[Stored data]
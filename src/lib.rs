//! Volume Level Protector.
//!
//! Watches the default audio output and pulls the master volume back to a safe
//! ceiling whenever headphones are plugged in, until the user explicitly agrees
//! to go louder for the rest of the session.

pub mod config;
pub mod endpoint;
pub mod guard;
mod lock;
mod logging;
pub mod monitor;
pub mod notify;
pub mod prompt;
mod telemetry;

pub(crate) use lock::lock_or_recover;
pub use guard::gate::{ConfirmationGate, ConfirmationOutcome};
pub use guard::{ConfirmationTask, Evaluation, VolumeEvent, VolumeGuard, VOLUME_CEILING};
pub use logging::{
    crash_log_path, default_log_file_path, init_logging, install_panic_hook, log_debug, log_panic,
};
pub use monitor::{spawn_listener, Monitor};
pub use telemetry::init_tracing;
--
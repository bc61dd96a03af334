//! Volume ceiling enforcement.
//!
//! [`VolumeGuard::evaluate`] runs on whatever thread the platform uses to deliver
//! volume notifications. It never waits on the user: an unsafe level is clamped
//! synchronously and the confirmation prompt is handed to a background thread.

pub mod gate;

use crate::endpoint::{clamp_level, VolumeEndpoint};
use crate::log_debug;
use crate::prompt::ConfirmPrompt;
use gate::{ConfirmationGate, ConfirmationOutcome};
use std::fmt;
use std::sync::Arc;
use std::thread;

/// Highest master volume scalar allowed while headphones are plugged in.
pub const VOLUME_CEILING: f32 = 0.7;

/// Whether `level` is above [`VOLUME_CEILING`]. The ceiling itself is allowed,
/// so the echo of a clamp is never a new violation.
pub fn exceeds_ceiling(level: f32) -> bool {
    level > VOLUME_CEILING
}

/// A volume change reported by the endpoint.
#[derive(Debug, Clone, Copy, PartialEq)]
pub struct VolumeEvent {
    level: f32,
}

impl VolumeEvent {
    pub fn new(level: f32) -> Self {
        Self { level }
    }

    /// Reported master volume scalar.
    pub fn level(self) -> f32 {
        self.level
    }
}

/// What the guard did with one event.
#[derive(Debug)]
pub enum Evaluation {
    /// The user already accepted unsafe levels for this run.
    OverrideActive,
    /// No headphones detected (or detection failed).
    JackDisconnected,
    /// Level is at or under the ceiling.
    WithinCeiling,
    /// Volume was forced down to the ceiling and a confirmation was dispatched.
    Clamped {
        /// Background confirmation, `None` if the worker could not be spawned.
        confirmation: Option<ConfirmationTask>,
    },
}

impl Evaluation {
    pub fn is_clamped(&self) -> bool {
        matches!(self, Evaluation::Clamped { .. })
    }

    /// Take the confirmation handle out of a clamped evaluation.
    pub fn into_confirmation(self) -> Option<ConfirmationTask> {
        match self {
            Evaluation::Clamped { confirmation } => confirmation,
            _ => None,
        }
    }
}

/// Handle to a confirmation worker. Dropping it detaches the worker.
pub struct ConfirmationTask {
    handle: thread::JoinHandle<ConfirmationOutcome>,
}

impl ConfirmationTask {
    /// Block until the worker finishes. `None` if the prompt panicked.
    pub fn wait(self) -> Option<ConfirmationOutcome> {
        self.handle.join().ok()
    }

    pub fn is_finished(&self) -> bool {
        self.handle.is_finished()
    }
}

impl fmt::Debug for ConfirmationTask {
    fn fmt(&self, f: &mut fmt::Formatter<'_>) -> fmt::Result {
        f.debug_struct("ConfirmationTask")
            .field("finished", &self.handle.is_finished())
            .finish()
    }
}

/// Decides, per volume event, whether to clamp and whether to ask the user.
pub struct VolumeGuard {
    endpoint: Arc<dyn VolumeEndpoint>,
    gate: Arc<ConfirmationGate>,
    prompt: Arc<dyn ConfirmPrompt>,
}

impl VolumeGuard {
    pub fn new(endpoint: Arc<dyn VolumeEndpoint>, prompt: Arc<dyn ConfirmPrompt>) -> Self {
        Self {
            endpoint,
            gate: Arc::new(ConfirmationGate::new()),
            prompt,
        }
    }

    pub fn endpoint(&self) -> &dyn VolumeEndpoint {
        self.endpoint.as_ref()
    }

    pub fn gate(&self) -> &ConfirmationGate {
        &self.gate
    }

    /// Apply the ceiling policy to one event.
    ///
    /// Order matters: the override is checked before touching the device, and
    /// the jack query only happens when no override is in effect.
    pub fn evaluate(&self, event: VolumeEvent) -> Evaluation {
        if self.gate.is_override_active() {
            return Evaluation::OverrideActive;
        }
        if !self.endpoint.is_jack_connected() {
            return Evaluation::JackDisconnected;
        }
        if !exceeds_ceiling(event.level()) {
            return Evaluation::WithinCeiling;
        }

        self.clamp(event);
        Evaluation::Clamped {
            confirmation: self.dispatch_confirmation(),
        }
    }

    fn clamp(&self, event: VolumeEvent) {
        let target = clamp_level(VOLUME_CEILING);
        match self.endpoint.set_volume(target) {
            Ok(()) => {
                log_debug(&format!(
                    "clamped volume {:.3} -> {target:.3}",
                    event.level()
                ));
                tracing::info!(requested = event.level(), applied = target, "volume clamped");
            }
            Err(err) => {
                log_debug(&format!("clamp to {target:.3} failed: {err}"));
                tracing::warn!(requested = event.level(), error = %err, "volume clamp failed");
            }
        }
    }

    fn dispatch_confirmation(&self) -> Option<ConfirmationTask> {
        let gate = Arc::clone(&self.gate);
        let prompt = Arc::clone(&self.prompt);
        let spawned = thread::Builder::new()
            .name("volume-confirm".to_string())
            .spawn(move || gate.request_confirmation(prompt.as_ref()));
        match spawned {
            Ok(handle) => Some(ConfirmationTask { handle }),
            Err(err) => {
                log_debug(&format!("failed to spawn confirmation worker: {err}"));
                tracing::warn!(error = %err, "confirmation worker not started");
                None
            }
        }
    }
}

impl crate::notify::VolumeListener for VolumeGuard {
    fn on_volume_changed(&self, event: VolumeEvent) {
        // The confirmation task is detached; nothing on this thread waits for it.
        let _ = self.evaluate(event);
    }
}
* * *
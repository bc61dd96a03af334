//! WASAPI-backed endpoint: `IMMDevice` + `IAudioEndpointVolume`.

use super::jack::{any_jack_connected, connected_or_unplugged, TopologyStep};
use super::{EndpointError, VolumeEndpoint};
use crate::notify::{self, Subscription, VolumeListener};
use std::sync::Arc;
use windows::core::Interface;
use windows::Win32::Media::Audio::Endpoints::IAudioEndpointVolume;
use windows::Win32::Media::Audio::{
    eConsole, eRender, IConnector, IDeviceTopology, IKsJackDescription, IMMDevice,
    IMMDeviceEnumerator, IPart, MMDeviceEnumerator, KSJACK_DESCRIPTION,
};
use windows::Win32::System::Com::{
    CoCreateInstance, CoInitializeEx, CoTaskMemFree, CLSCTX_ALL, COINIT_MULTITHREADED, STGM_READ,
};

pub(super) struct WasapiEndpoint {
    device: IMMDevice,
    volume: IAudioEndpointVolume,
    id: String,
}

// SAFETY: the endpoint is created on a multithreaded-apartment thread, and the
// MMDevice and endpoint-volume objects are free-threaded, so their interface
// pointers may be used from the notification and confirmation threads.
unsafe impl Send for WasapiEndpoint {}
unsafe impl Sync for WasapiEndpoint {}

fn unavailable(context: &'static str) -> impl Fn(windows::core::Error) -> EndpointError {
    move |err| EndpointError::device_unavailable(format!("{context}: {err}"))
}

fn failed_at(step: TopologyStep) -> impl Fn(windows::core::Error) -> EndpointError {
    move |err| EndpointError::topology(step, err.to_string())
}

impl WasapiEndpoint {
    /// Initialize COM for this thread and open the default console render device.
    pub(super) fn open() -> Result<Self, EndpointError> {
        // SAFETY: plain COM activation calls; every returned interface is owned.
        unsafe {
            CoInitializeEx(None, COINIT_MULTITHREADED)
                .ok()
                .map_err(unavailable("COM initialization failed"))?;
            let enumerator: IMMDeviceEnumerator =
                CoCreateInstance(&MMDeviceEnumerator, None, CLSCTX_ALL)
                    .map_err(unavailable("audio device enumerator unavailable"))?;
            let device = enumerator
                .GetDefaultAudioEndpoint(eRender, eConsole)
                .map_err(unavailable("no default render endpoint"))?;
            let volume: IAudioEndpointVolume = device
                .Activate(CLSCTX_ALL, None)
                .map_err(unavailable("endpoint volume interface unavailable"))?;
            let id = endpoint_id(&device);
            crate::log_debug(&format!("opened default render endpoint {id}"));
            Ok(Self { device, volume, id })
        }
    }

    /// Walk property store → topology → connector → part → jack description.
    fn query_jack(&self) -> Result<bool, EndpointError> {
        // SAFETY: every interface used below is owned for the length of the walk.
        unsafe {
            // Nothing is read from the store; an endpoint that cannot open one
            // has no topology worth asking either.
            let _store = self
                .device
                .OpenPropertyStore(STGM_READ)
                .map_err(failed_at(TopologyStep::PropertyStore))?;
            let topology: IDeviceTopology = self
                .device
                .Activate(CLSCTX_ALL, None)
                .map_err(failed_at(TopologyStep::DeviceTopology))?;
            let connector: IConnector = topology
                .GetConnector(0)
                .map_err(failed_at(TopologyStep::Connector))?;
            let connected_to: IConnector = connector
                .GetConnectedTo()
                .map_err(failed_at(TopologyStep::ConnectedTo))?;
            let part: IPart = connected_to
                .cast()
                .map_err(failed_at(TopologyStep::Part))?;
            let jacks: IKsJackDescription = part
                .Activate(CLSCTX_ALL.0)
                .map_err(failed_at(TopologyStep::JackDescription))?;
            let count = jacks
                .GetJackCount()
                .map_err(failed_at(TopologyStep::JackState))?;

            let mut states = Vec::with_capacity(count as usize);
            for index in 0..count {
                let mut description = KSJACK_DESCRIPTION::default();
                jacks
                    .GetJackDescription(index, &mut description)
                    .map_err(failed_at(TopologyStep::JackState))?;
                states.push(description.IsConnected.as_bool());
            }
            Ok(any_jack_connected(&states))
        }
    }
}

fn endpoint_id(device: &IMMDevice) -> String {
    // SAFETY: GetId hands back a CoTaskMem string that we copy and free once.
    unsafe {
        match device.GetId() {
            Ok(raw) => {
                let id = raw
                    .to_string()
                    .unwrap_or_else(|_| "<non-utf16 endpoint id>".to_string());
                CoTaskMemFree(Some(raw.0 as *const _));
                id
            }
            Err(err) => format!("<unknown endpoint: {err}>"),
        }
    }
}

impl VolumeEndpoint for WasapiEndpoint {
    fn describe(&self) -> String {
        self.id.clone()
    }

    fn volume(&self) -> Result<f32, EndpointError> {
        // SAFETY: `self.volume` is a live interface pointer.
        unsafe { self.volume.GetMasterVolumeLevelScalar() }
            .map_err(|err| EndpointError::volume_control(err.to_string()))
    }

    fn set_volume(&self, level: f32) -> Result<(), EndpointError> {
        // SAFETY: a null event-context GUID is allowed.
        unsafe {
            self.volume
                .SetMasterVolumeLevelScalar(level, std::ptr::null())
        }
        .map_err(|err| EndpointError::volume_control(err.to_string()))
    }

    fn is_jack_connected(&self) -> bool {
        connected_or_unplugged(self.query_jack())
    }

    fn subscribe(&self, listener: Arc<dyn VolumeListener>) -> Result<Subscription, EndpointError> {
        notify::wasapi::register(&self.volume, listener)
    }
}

▶ [Assignment]
Look through the records for the string "VolumeEvent". Copy every line that has it.

▶ [Task solution]
pub use guard::{ConfirmationTask, Evaluation, VolumeEvent, VolumeGuard, VOLUME_CEILING};
pub struct VolumeEvent {
impl VolumeEvent {
    pub fn evaluate(&self, event: VolumeEvent) -> Evaluation {
    fn clamp(&self, event: VolumeEvent) {
    fn on_volume_changed(&self, event: VolumeEvent) {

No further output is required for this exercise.